# Aim of the exercise
Give every line from the entries that contains "InvalidSector".

____ Given records

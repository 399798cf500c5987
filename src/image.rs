//! Image backing: raw random-access sector I/O against a flat file.

use std::fs::{File, OpenOptions};
use std::io::{Read, Seek, SeekFrom, Write};
use std::path::{Path, PathBuf};

use crate::dpb::{self, Dpb, Interleave, SECTOR_SIZE};
use crate::error::{EngineError, Result};

pub struct ImageBacking {
    path: PathBuf,
    dpb: Dpb,
    interleave: Interleave,
}

impl ImageBacking {
    pub fn open(path: &Path, dpb: Dpb) -> Result<Self> {
        if !path.is_file() {
            return Err(EngineError::InvalidBackingPath { path: path.to_path_buf() });
        }
        let interleave = Interleave::for_dpb(&dpb);
        Ok(ImageBacking { path: path.to_path_buf(), dpb, interleave })
    }

    /// Create a fresh zero-filled image of the right size for `dpb`, every
    /// sector set to `0xE5` (CP/M's "never written" fill byte).
    pub fn create(path: &Path, dpb: Dpb) -> Result<Self> {
        let mut file = File::create(path)?;
        let blank = vec![0xE5u8; dpb.image_size_bytes()];
        file.write_all(&blank)?;
        let interleave = Interleave::for_dpb(&dpb);
        Ok(ImageBacking { path: path.to_path_buf(), dpb, interleave })
    }

    pub fn dpb(&self) -> &Dpb {
        &self.dpb
    }

    fn byte_offset(&self, track: u16, sector: u8) -> Result<u64> {
        if track < self.dpb.boot_tracks {
            Ok((track as u64 * self.dpb.sectors_per_track as u64 + sector as u64 - 1)
                * SECTOR_SIZE as u64)
        } else {
            let linear = dpb::linear(&self.dpb, &self.interleave, track, sector)?;
            Ok(linear as u64 * SECTOR_SIZE as u64)
        }
    }

    pub fn read_sector(&self, track: u16, sector: u8) -> Result<[u8; SECTOR_SIZE]> {
        let offset = self.byte_offset(track, sector)?;
        let mut file = File::open(&self.path)?;
        file.seek(SeekFrom::Start(offset))?;
        let mut buf = [0u8; SECTOR_SIZE];
        file.read_exact(&mut buf)?;
        Ok(buf)
    }

    pub fn write_sector(&self, track: u16, sector: u8, data: &[u8; SECTOR_SIZE]) -> Result<()> {
        let offset = self.byte_offset(track, sector)?;
        let mut file = OpenOptions::new().write(true).open(&self.path)?;
        file.seek(SeekFrom::Start(offset))?;
        file.write_all(data)?;
        Ok(())
    }
}

#[cfg(test)]
mod tests {
    use super::*;

    #[test]
    fn round_trips_a_data_sector() {
        let dir = tempfile::tempdir().unwrap();
        let path = dir.path().join("test.dsk");
        let backing = ImageBacking::create(&path, Dpb::floppy_8in()).unwrap();

        let mut payload = [0u8; SECTOR_SIZE];
        payload[0] = 0xAB;
        backing.write_sector(5, 3, &payload).unwrap();
        let got = backing.read_sector(5, 3).unwrap();
        assert_eq!(got, payload);
    }

    #[test]
    fn boot_track_bypasses_interleave() {
        let dir = tempfile::tempdir().unwrap();
        let path = dir.path().join("test.dsk");
        let backing = ImageBacking::create(&path, Dpb::floppy_8in()).unwrap();

        let mut payload = [0u8; SECTOR_SIZE];
        payload[0] = 0x42;
        backing.write_sector(0, 1, &payload).unwrap();
        assert_eq!(backing.byte_offset(0, 1).unwrap(), 0);
        assert_eq!(backing.read_sector(0, 1).unwrap(), payload);
    }

    #[test]
    fn fresh_image_is_filled_with_0xe5() {
        let dir = tempfile::tempdir().unwrap();
        let path = dir.path().join("test.dsk");
        let backing = ImageBacking::create(&path, Dpb::floppy_8in()).unwrap();
        let sector = backing.read_sector(10, 1).unwrap();
        assert!(sector.iter().all(|&b| b == 0xE5));
    }

    #[test]
    fn open_rejects_missing_file() {
        let dir = tempfile::tempdir().unwrap();
        let path = dir.path().join("missing.dsk");
        assert!(ImageBacking::open(&path, Dpb::floppy_8in()).is_err());
    }
}
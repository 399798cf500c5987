use std::fmt;
use std::path::PathBuf;

/// Errors surfaced by the engine, backings, and protocol layer.
///
/// Variants correspond 1:1 with the rows of the error-handling table: the
/// fatal ones are returned up to `main` and logged before exit; the
/// "warn, continue" ones are logged with `log::warn!` at the call site and
/// never constructed here (see the comment on each backing method).
#[derive(Debug)]
pub enum EngineError {
    HostUnreachable { host: String, source: String },
    RegistrationRejected { host: String, status: u16 },
    InvalidBackingPath { path: PathBuf },
    CorruptDiskmap { path: PathBuf, reason: String },
    UnrecognizedBacking { path: PathBuf },
    Io { path: Option<PathBuf>, source: std::io::Error },
    Dma { source: String },
    ShortenCollision { stem: String },
    UnknownDrive { drive: char },
    InvalidSector { track: u16, sector: u8 },
}

impl fmt::Display for EngineError {
    fn fmt(&self, f: &mut fmt::Formatter<'_>) -> fmt::Result {
        match self {
            EngineError::HostUnreachable { host, source } => {
                write!(f, "host {host} unreachable: {source}")
            }
            EngineError::RegistrationRejected { host, status } => {
                write!(f, "host {host} rejected FIF registration: HTTP {status}")
            }
            EngineError::InvalidBackingPath { path } => {
                write!(f, "{} is neither a regular file nor a directory", path.display())
            }
            EngineError::CorruptDiskmap { path, reason } => {
                write!(f, "diskmap {} is corrupt: {reason}", path.display())
            }
            EngineError::UnrecognizedBacking { path } => {
                write!(f, "backing at {} is not a recognized image or directory shape", path.display())
            }
            EngineError::Io { path: Some(path), source } => {
                write!(f, "I/O error on {}: {source}", path.display())
            }
            EngineError::Io { path: None, source } => write!(f, "I/O error: {source}"),
            EngineError::Dma { source } => write!(f, "DMA transport error: {source}"),
            EngineError::ShortenCollision { stem } => {
                write!(f, "too many short-name collisions for stem {stem}")
            }
            EngineError::UnknownDrive { drive } => write!(f, "unknown drive letter {drive}"),
            EngineError::InvalidSector { track, sector } => {
                write!(f, "invalid physical sector {sector} on track {track}")
            }
        }
    }
}

impl std::error::Error for EngineError {}

impl From<std::io::Error> for EngineError {
    fn from(source: std::io::Error) -> Self {
        EngineError::Io { path: None, source }
    }
}

pub type Result<T> = std::result::Result<T, EngineError>;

________

# Written response
    InvalidSector { track: u16, sector: u8 },
            EngineError::InvalidSector { track, sector } => {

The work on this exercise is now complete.